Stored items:

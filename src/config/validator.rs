//! Positional argument validation
//!
//! Every worker validates the same argument vector on its own. The checks are
//! pure and run in a fixed order (count, target, interval count), so all
//! workers reach the same verdict without talking to each other and an
//! invalid run exits before any collective is entered.

use thiserror::Error;

/// Rejected command line
///
/// `Display` renders the exact line the root worker prints to stdout.
#[derive(Debug, Clone, PartialEq, Eq, Error)]
pub enum ArgumentError {
    /// Anything other than exactly two positional arguments
    #[error("usage: {program} <logarithm number> <number of intervals>")]
    Usage { program: String },

    /// Target not a finite real number, or below 1
    #[error("Found invalid argument {raw}")]
    InvalidTarget { raw: String },

    /// Interval count not an integer in range, or below 1
    #[error("Found invalid argument {raw}")]
    InvalidIntervalCount { raw: String },
}

/// Validated inputs of one estimate run
#[derive(Debug, Clone, Copy, PartialEq)]
pub struct Inputs {
    /// Number whose natural logarithm is estimated (finite, >= 1)
    pub log_number: f64,
    /// Total rectangle count (>= 1)
    pub num_intervals: u64,
}

/// Validate `<logarithm-target> <num-intervals>`
///
/// # Examples
///
/// ```
/// use lnpulse::config::validator::{parse_arguments, ArgumentError};
///
/// let inputs = parse_arguments("lnpulse", &["10", "1000"]).unwrap();
/// assert_eq!(inputs.log_number, 10.0);
/// assert_eq!(inputs.num_intervals, 1000);
///
/// let err = parse_arguments("lnpulse", &["0.5", "1000"]).unwrap_err();
/// assert_eq!(err.to_string(), "Found invalid argument 0.5");
/// ```
pub fn parse_arguments<S: AsRef<str>>(program: &str, args: &[S]) -> Result<Inputs, ArgumentError> {
    let [target, intervals] = args else {
        return Err(ArgumentError::Usage {
            program: program.to_string(),
        });
    };

    let log_number = parse_target(target.as_ref())?;
    let num_intervals = parse_intervals(intervals.as_ref())?;

    Ok(Inputs {
        log_number,
        num_intervals,
    })
}

/// Parse the logarithm target
///
/// Decimal and scientific notation are accepted. Values that overflow to
/// infinity, NaN, and anything below 1 are rejected.
pub fn parse_target(raw: &str) -> Result<f64, ArgumentError> {
    let invalid = || ArgumentError::InvalidTarget {
        raw: raw.to_string(),
    };

    let value: f64 = raw.trim().parse().map_err(|_| invalid())?;
    if !value.is_finite() || value < 1.0 {
        return Err(invalid());
    }

    Ok(value)
}

/// Parse the interval count
///
/// Parsed as a signed 64-bit integer so that negative input is reported as an
/// invalid value rather than a syntax error; anything below 1 is rejected.
pub fn parse_intervals(raw: &str) -> Result<u64, ArgumentError> {
    let invalid = || ArgumentError::InvalidIntervalCount {
        raw: raw.to_string(),
    };

    let value: i64 = raw.trim().parse().map_err(|_| invalid())?;
    if value < 1 {
        return Err(invalid());
    }

    u64::try_from(value).map_err(|_| invalid())
}

#[cfg(test)]
mod tests {
    use super::*;

    #[test]
    fn test_valid_arguments() {
        let inputs = parse_arguments("lnpulse", &["2.718281828", "100000"]).unwrap();
        assert_eq!(inputs.log_number, 2.718281828);
        assert_eq!(inputs.num_intervals, 100_000);
    }

    #[test]
    fn test_wrong_argument_count() {
        let none: [&str; 0] = [];
        for args in [&none[..], &["10"][..], &["10", "100", "extra"][..]] {
            let err = parse_arguments("./lnpulse", args).unwrap_err();
            assert_eq!(
                err,
                ArgumentError::Usage {
                    program: "./lnpulse".to_string()
                }
            );
            assert_eq!(
                err.to_string(),
                "usage: ./lnpulse <logarithm number> <number of intervals>"
            );
        }
    }

    #[test]
    fn test_target_forms() {
        assert_eq!(parse_target("1"), Ok(1.0));
        assert_eq!(parse_target("1e3"), Ok(1000.0));
        assert_eq!(parse_target("2.5E-0"), Ok(2.5));
        assert_eq!(parse_target(" 7.25 "), Ok(7.25));
        assert_eq!(parse_target("+3"), Ok(3.0));
    }

    #[test]
    fn test_invalid_targets() {
        for raw in ["0.5", "0", "-3", "abc", "", "2x", "1e400", "1e-400", "inf", "NaN"] {
            assert_eq!(
                parse_target(raw),
                Err(ArgumentError::InvalidTarget { raw: raw.to_string() }),
                "{:?} should be rejected",
                raw
            );
        }
    }

    #[test]
    fn test_interval_forms() {
        assert_eq!(parse_intervals("1"), Ok(1));
        assert_eq!(parse_intervals("+42"), Ok(42));
        assert_eq!(parse_intervals(" 1000 "), Ok(1000));
        assert_eq!(parse_intervals("9223372036854775807"), Ok(i64::MAX as u64));
    }

    #[test]
    fn test_invalid_intervals() {
        for raw in ["0", "-5", "1.5", "ten", "", "9223372036854775808", "1e3"] {
            assert_eq!(
                parse_intervals(raw),
                Err(ArgumentError::InvalidIntervalCount { raw: raw.to_string() }),
                "{:?} should be rejected",
                raw
            );
        }
    }

    #[test]
    fn test_target_checked_before_intervals() {
        let err = parse_arguments("lnpulse", &["0.5", "-5"]).unwrap_err();
        assert!(matches!(err, ArgumentError::InvalidTarget { .. }));

        let err = parse_arguments("lnpulse", &["10", "-5"]).unwrap_err();
        assert_eq!(err.to_string(), "Found invalid argument -5");
    }

    #[test]
    fn test_error_message_keeps_raw_text() {
        let err = parse_target(" 0.25").unwrap_err();
        assert_eq!(err.to_string(), "Found invalid argument  0.25");
    }
}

* Instructions to follow
All records shown above are to be reproduced without any alteration.

* Expected answer
filename src/config/validator.rs
//! Positional argument validation
//!
//! Every worker validates the same argument vector on its own. The checks are
//! pure and run in a fixed order (count, target, interval count), so all
//! workers reach the same verdict without talking to each other and an
//! invalid run exits before any collective is entered.

use thiserror::Error;

/// Rejected command line
///
/// `Display` renders the exact line the root worker prints to stdout.
#[derive(Debug, Clone, PartialEq, Eq, Error)]
pub enum ArgumentError {
    /// Anything other than exactly two positional arguments
    #[error("usage: {program} <logarithm number> <number of intervals>")]
    Usage { program: String },

    /// Target not a finite real number, or below 1
    #[error("Found invalid argument {raw}")]
    InvalidTarget { raw: String },

    /// Interval count not an integer in range, or below 1
    #[error("Found invalid argument {raw}")]
    InvalidIntervalCount { raw: String },
}

/// Validated inputs of one estimate run
#[derive(Debug, Clone, Copy, PartialEq)]
pub struct Inputs {
    /// Number whose natural logarithm is estimated (finite, >= 1)
    pub log_number: f64,
    /// Total rectangle count (>= 1)
    pub num_intervals: u64,
}

/// Validate `<logarithm-target> <num-intervals>`
///
/// # Examples
///
/// ```
/// use lnpulse::config::validator::{parse_arguments, ArgumentError};
///
/// let inputs = parse_arguments("lnpulse", &["10", "1000"]).unwrap();
/// assert_eq!(inputs.log_number, 10.0);
/// assert_eq!(inputs.num_intervals, 1000);
///
/// let err = parse_arguments("lnpulse", &["0.5", "1000"]).unwrap_err();
/// assert_eq!(err.to_string(), "Found invalid argument 0.5");
/// ```
pub fn parse_arguments<S: AsRef<str>>(program: &str, args: &[S]) -> Result<Inputs, ArgumentError> {
    let [target, intervals] = args else {
        return Err(ArgumentError::Usage {
            program: program.to_string(),
        });
    };

    let log_number = parse_target(target.as_ref())?;
    let num_intervals = parse_intervals(intervals.as_ref())?;

    Ok(Inputs {
        log_number,
        num_intervals,
    })
}

/// Parse the logarithm target
///
/// Decimal and scientific notation are accepted. Values that overflow to
/// infinity, NaN, and anything below 1 are rejected.
pub fn parse_target(raw: &str) -> Result<f64, ArgumentError> {
    let invalid = || ArgumentError::InvalidTarget {
        raw: raw.to_string(),
    };

    let value: f64 = raw.trim().parse().map_err(|_| invalid())?;
    if !value.is_finite() || value < 1.0 {
        return Err(invalid());
    }

    Ok(value)
}

/// Parse the interval count
///
/// Parsed as a signed 64-bit integer so that negative input is reported as an
/// invalid value rather than a syntax error; anything below 1 is rejected.
pub fn parse_intervals(raw: &str) -> Result<u64, ArgumentError> {
    let invalid = || ArgumentError::InvalidIntervalCount {
        raw: raw.to_string(),
    };

    let value: i64 = raw.trim().parse().map_err(|_| invalid())?;
    if value < 1 {
        return Err(invalid());
    }

    u64::try_from(value).map_err(|_| invalid())
}

#[cfg(test)]
mod tests {
    use super::*;

    #[test]
    fn test_valid_arguments() {
        let inputs = parse_arguments("lnpulse", &["2.718281828", "100000"]).unwrap();
        assert_eq!(inputs.log_number, 2.718281828);
        assert_eq!(inputs.num_intervals, 100_000);
    }

    #[test]
    fn test_wrong_argument_count() {
        let none: [&str; 0] = [];
        for args in [&none[..], &["10"][..], &["10", "100", "extra"][..]] {
            let err = parse_arguments("./lnpulse", args).unwrap_err();
            assert_eq!(
                err,
                ArgumentError::Usage {
                    program: "./lnpulse".to_string()
                }
            );
            assert_eq!(
                err.to_string(),
                "usage: ./lnpulse <logarithm number> <number of intervals>"
            );
        }
    }

    #[test]
    fn test_target_forms() {
        assert_eq!(parse_target("1"), Ok(1.0));
        assert_eq!(parse_target("1e3"), Ok(1000.0));
        assert_eq!(parse_target("2.5E-0"), Ok(2.5));
        assert_eq!(parse_target(" 7.25 "), Ok(7.25));
        assert_eq!(parse_target("+3"), Ok(3.0));
    }

    #[test]
    fn test_invalid_targets() {
        for raw in ["0.5", "0", "-3", "abc", "", "2x", "1e400", "1e-400", "inf", "NaN"] {
            assert_eq!(
                parse_target(raw),
                Err(ArgumentError::InvalidTarget { raw: raw.to_string() }),
                "{:?} should be rejected",
                raw
            );
        }
    }

    #[test]
    fn test_interval_forms() {
        assert_eq!(parse_intervals("1"), Ok(1));
        assert_eq!(parse_intervals("+42"), Ok(42));
        assert_eq!(parse_intervals(" 1000 "), Ok(1000));
        assert_eq!(parse_intervals("9223372036854775807"), Ok(i64::MAX as u64));
    }

    #[test]
    fn test_invalid_intervals() {
        for raw in ["0", "-5", "1.5", "ten", "", "9223372036854775808", "1e3"] {
            assert_eq!(
                parse_intervals(raw),
                Err(ArgumentError::InvalidIntervalCount { raw: raw.to_string() }),
                "{:?} should be rejected",
                raw
            );
        }
    }

    #[test]
    fn test_target_checked_before_intervals() {
        let err = parse_arguments("lnpulse", &["0.5", "-5"]).unwrap_err();
        assert!(matches!(err, ArgumentError::InvalidTarget { .. }));

        let err = parse_arguments("lnpulse", &["10", "-5"]).unwrap_err();
        assert_eq!(err.to_string(), "Found invalid argument -5");
    }

    #[test]
    fn test_error_message_keeps_raw_text() {
        let err = parse_target(" 0.25").unwrap_err();
        assert_eq!(err.to_string(), "Found invalid argument  0.25");
    }
}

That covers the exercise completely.